The IGAD Climate Prediction and Applications Centre (ICPAC) was officially opened today by Kenyan President Uhuru Kenyatta in Ngong, near the Kenyan capital Nairobi. ICPAC is a designated regional climate centre by the World Meteorological Organization (WMO) to provide climate services and early warnings to 11 East African countries.
“We live in uncertain times, increasing temperatures and sea levels, changing precipitation patterns and more extreme weather are threatening human health and safety, food and water security and socio-economic development in Africa. Africa, while currently responsible for a negligible amount of total global greenhouse gas emissions, is under significant threat from climate change,” said Kenyan President Uhuru Kenyatta.

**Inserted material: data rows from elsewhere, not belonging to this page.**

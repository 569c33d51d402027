use anyhow::{Context, Result};
use log::warn;
use serde::{Deserialize, Serialize};
use std::{
    fs,
    path::PathBuf,
    sync::{RwLock, RwLockReadGuard, RwLockWriteGuard},
};

pub const DEFAULT_STUDY_MINUTES: u64 = 25;
pub const DEFAULT_SHORT_BREAK_MINUTES: u64 = 5;
pub const DEFAULT_LONG_BREAK_MINUTES: u64 = 15;
pub const DEFAULT_POMODORO_CYCLES: u32 = 4;

/// Durations are in minutes.
#[derive(Debug, Clone, PartialEq, Eq, Serialize, Deserialize)]
#[serde(default)]
pub struct TimerSettings {
    pub study_time: u64,
    pub short_break_time: u64,
    pub long_break_time: u64,
    pub pomodoro_cycles: u32,
    pub auto_start_breaks: bool,
    pub auto_start_pomodoros: bool,
}

impl Default for TimerSettings {
    fn default() -> Self {
        Self {
            study_time: DEFAULT_STUDY_MINUTES,
            short_break_time: DEFAULT_SHORT_BREAK_MINUTES,
            long_break_time: DEFAULT_LONG_BREAK_MINUTES,
            pomodoro_cycles: DEFAULT_POMODORO_CYCLES,
            auto_start_breaks: true,
            auto_start_pomodoros: false,
        }
    }
}

impl TimerSettings {
    /// Replaces zero durations and cycle lengths with the defaults.
    pub fn sanitized(mut self) -> Self {
        fn fix<T: PartialEq + Default + Copy + std::fmt::Display>(
            name: &str,
            value: &mut T,
            fallback: T,
        ) {
            if *value == T::default() {
                warn!("invalid {name} '{value}', using default {fallback}");
                *value = fallback;
            }
        }

        fix("study_time", &mut self.study_time, DEFAULT_STUDY_MINUTES);
        fix(
            "short_break_time",
            &mut self.short_break_time,
            DEFAULT_SHORT_BREAK_MINUTES,
        );
        fix(
            "long_break_time",
            &mut self.long_break_time,
            DEFAULT_LONG_BREAK_MINUTES,
        );
        fix(
            "pomodoro_cycles",
            &mut self.pomodoro_cycles,
            DEFAULT_POMODORO_CYCLES,
        );
        self
    }
}

#[derive(Debug, Clone, Default, Serialize, Deserialize)]
struct UserSettings {
    #[serde(default)]
    timer: TimerSettings,
}

pub struct SettingsStore {
    path: PathBuf,
    data: RwLock<UserSettings>,
}

impl SettingsStore {
    pub fn new(path: PathBuf) -> Result<Self> {
        let data = if path.exists() {
            let contents = fs::read_to_string(&path)
                .with_context(|| format!("Failed to read settings from {}", path.display()))?;
            parse_or_default(&contents, &path)
        } else {
            UserSettings::default()
        };

        Ok(Self {
            path,
            data: RwLock::new(data),
        })
    }

    /// Current timer settings with invalid values already replaced.
    pub fn timer(&self) -> TimerSettings {
        self.read().timer.clone().sanitized()
    }

    pub fn update_timer(&self, settings: TimerSettings) -> Result<()> {
        let mut guard = self.write();
        guard.timer = settings.sanitized();
        self.persist(&guard)
    }

    pub fn reload(&self) -> Result<()> {
        let contents = fs::read_to_string(&self.path)
            .with_context(|| format!("Failed to read settings from {}", self.path.display()))?;
        let data = parse_or_default(&contents, &self.path);
        *self.write() = data;
        Ok(())
    }

    fn persist(&self, data: &UserSettings) -> Result<()> {
        if let Some(parent) = self.path.parent() {
            fs::create_dir_all(parent).with_context(|| {
                format!("Failed to create settings directory {}", parent.display())
            })?;
        }
        let serialized = serde_json::to_string_pretty(data)?;
        fs::write(&self.path, serialized)
            .with_context(|| format!("Failed to write settings to {}", self.path.display()))
    }

    fn read(&self) -> RwLockReadGuard<'_, UserSettings> {
        self.data
            .read()
            .unwrap_or_else(|poisoned| poisoned.into_inner())
    }

    fn write(&self) -> RwLockWriteGuard<'_, UserSettings> {
        self.data
            .write()
            .unwrap_or_else(|poisoned| poisoned.into_inner())
    }
}

fn parse_or_default(contents: &str, path: &std::path::Path) -> UserSettings {
    serde_json::from_str(contents).unwrap_or_else(|err| {
        warn!(
            "Ignoring unreadable settings at {}: {err}; using defaults",
            path.display()
        );
        UserSettings::default()
    })
}

#[cfg(test)]
mod tests {
    use super::*;
    use tempfile::TempDir;

    #[test]
    fn missing_file_uses_defaults() {
        let dir = TempDir::new().unwrap();
        let store = SettingsStore::new(dir.path().join("settings.json")).unwrap();

        assert_eq!(store.timer(), TimerSettings::default());
    }

    #[test]
    fn partial_and_invalid_values_fall_back() {
        let dir = TempDir::new().unwrap();
        let path = dir.path().join("settings.json");
        fs::write(
            &path,
            r#"{ "timer": { "study_time": 50, "short_break_time": 0, "pomodoro_cycles": 0 } }"#,
        )
        .unwrap();

        let timer = SettingsStore::new(path).unwrap().timer();

        assert_eq!(timer.study_time, 50);
        assert_eq!(timer.short_break_time, DEFAULT_SHORT_BREAK_MINUTES);
        assert_eq!(timer.long_break_time, DEFAULT_LONG_BREAK_MINUTES);
        assert_eq!(timer.pomodoro_cycles, DEFAULT_POMODORO_CYCLES);
    }

    #[test]
    fn corrupt_json_is_not_fatal() {
        let dir = TempDir::new().unwrap();
        let path = dir.path().join("settings.json");
        fs::write(&path, "{ not json").unwrap();

        let store = SettingsStore::new(path).unwrap();
        assert_eq!(store.timer(), TimerSettings::default());
    }

    #[test]
    fn update_persists_and_reloads() {
        let dir = TempDir::new().unwrap();
        let path = dir.path().join("nested").join("settings.json");
        let store = SettingsStore::new(path.clone()).unwrap();

        store
            .update_timer(TimerSettings {
                study_time: 40,
                pomodoro_cycles: 3,
                auto_start_pomodoros: true,
                ..TimerSettings::default()
            })
            .unwrap();

        let reopened = SettingsStore::new(path).unwrap();
        assert_eq!(reopened.timer().study_time, 40);
        assert_eq!(reopened.timer().pomodoro_cycles, 3);
        assert!(reopened.timer().auto_start_pomodoros);

        reopened.reload().unwrap();
        assert_eq!(reopened.timer().study_time, 40);
    }
}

“In times of climate extremes and increased intensity and frequency of hazards, providing quality climate services and early warnings is key. Climate doesn’t stop at borders, and having strong intergovernmental institutions able to provide early warnings is key,” said ICPAC’s Director, Dr Guleid Artan.

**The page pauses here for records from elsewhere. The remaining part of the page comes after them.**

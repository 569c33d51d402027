mod connection;
pub mod helpers;
mod migrations;
pub mod models;
mod repositories;

pub use connection::Database;
pub use models::{Category, CategoryInput, CategoryUpdate, LogEntry, NewLogEntry, Tag, TagUpdate};
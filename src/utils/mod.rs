pub mod logging;
pub mod tags;

pub use tags::extract_tags;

As part of the centre’s launch, a Disaster Operations Center was established, with a situation room that monitors major hazards and provides early regional warnings for drought, floods, extreme rainfall, food insecurity, or pests like the desert locust.

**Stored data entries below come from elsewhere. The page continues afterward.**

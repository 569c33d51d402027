pub mod commands;
pub mod controller;
pub mod countdown;
pub mod cycle;
pub mod events;
pub mod pause;
pub mod state;

pub use controller::{TimerController, TimerSnapshot};
pub use countdown::{format_mmss, Countdown, CountdownConfig};
pub use cycle::{CycleState, PomodoroCycle};
pub use events::{EventBus, LogOutcome, SessionOutcome, TimerEvent};
pub use pause::PauseClock;
pub use state::{Phase, TimerSession, TimerStatus};
//! Drift-free pause bookkeeping for a running countdown.
//!
//! The clock keeps an effective start instant. Pausing freezes `elapsed`;
//! resuming shifts `start` forward by the time spent paused so the countdown
//! deadlines (`start + k seconds`) move with it.

use tokio::time::{Duration, Instant};

#[derive(Debug, Clone, Copy)]
pub struct PauseClock {
    start: Instant,
    paused_at: Option<Instant>,
}

impl PauseClock {
    pub fn started_at(now: Instant) -> Self {
        Self {
            start: now,
            paused_at: None,
        }
    }

    /// Effective start, already shifted by every completed pause.
    pub fn start(&self) -> Instant {
        self.start
    }

    pub fn is_paused(&self) -> bool {
        self.paused_at.is_some()
    }

    pub fn paused_at(&self) -> Option<Instant> {
        self.paused_at
    }

    /// Returns `false` when already paused.
    pub fn pause(&mut self, now: Instant) -> bool {
        if self.paused_at.is_some() {
            return false;
        }
        self.paused_at = Some(now);
        true
    }

    /// Returns the length of the pause that just ended, or `None` when the
    /// clock was not paused.
    pub fn resume(&mut self, now: Instant) -> Option<Duration> {
        let paused_at = self.paused_at.take()?;
        let pause_duration = now.saturating_duration_since(paused_at);
        self.start += pause_duration;
        Some(pause_duration)
    }

    pub fn elapsed(&self, now: Instant) -> Duration {
        self.paused_at
            .unwrap_or(now)
            .saturating_duration_since(self.start)
    }

    /// Instant at which `secs` seconds of un-paused time will have elapsed.
    pub fn deadline_after(&self, secs: u64) -> Instant {
        self.start + Duration::from_secs(secs)
    }
}

#[cfg(test)]
mod tests {
    use super::*;

    #[test]
    fn elapsed_freezes_while_paused() {
        let t0 = Instant::now();
        let mut clock = PauseClock::started_at(t0);

        assert!(clock.pause(t0 + Duration::from_secs(5)));
        assert_eq!(
            clock.elapsed(t0 + Duration::from_secs(15)),
            Duration::from_secs(5)
        );
    }

    #[test]
    fn resume_excludes_pause_duration() {
        let t0 = Instant::now();
        let mut clock = PauseClock::started_at(t0);

        clock.pause(t0 + Duration::from_secs(5));
        let paused_for = clock.resume(t0 + Duration::from_secs(15));

        assert_eq!(paused_for, Some(Duration::from_secs(10)));
        assert_eq!(clock.start(), t0 + Duration::from_secs(10));
        assert_eq!(
            clock.elapsed(t0 + Duration::from_secs(16)),
            Duration::from_secs(6)
        );
        assert_eq!(clock.deadline_after(6), t0 + Duration::from_secs(16));
    }

    #[test]
    fn double_pause_and_stray_resume_are_noops() {
        let t0 = Instant::now();
        let mut clock = PauseClock::started_at(t0);

        assert!(clock.resume(t0 + Duration::from_secs(1)).is_none());
        assert_eq!(clock.start(), t0);

        assert!(clock.pause(t0 + Duration::from_secs(2)));
        assert!(!clock.pause(t0 + Duration::from_secs(4)));
        assert_eq!(clock.paused_at(), Some(t0 + Duration::from_secs(2)));
    }

    #[test]
    fn instant_pause_resume_keeps_elapsed() {
        let t0 = Instant::now();
        let mut clock = PauseClock::started_at(t0);
        let at = t0 + Duration::from_secs(7);

        for _ in 0..3 {
            clock.pause(at);
            clock.resume(at);
        }

        assert_eq!(clock.elapsed(at), Duration::from_secs(7));
    }
}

ICPAC is committed to championing innovation in earth monitoring systems, open data access, and multi-hazard early warning systems. As such, the opening of the situation room follows the launch of East Africa Hazards Watch in July – a system developed by ICPAC to meet the growing need for public and cross-border risk information due to increasing climate extremes. The system, the first of its kind in Africa, allows tracking climate hazards rising in frequency and intensity due to climate change.